Start of Given information

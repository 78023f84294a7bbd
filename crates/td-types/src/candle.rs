use chrono::{DateTime, Utc};
use serde::{Deserialize, Serialize};

use crate::error::CodecError;

/// One OHLCV bar, second resolution.
#[derive(Debug, Clone, Copy, PartialEq, Serialize, Deserialize)]
pub struct Candle {
    #[serde(with = "chrono::serde::ts_seconds")]
    pub timestamp: DateTime<Utc>,
    pub open: f64,
    pub high: f64,
    pub low: f64,
    pub close: f64,
    pub volume: f64,
}

const CANDLE_FIELDS: usize = 6;

impl Candle {
    /// Decode one line of the chart host's minute feed:
    /// `2025-06-16T07:32:00+00:00,107109.5,107155.5,107109.5,107128.5,29`.
    pub fn parse(line: &str) -> Result<Self, CodecError> {
        let fields: Vec<&str> = line.split(',').collect();
        if fields.len() != CANDLE_FIELDS {
            return Err(CodecError::FieldCount { found: fields.len(), expected: CANDLE_FIELDS });
        }

        let timestamp = DateTime::parse_from_rfc3339(fields[0])
            .map_err(|_| CodecError::BadTimestamp(fields[0].to_string()))?
            .with_timezone(&Utc);

        Ok(Candle {
            timestamp,
            open: parse_f64("open", fields[1])?,
            high: parse_f64("high", fields[2])?,
            low: parse_f64("low", fields[3])?,
            close: parse_f64("close", fields[4])?,
            volume: parse_f64("volume", fields[5])?,
        })
    }
}

fn parse_f64(field: &'static str, value: &str) -> Result<f64, CodecError> {
    value.parse().map_err(|_| CodecError::BadDecimal { field, value: value.to_string() })
}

End of Given information

## Exercise
Give the count of lines in the data shown above that contain "high", and nothing else.

## Answer below
2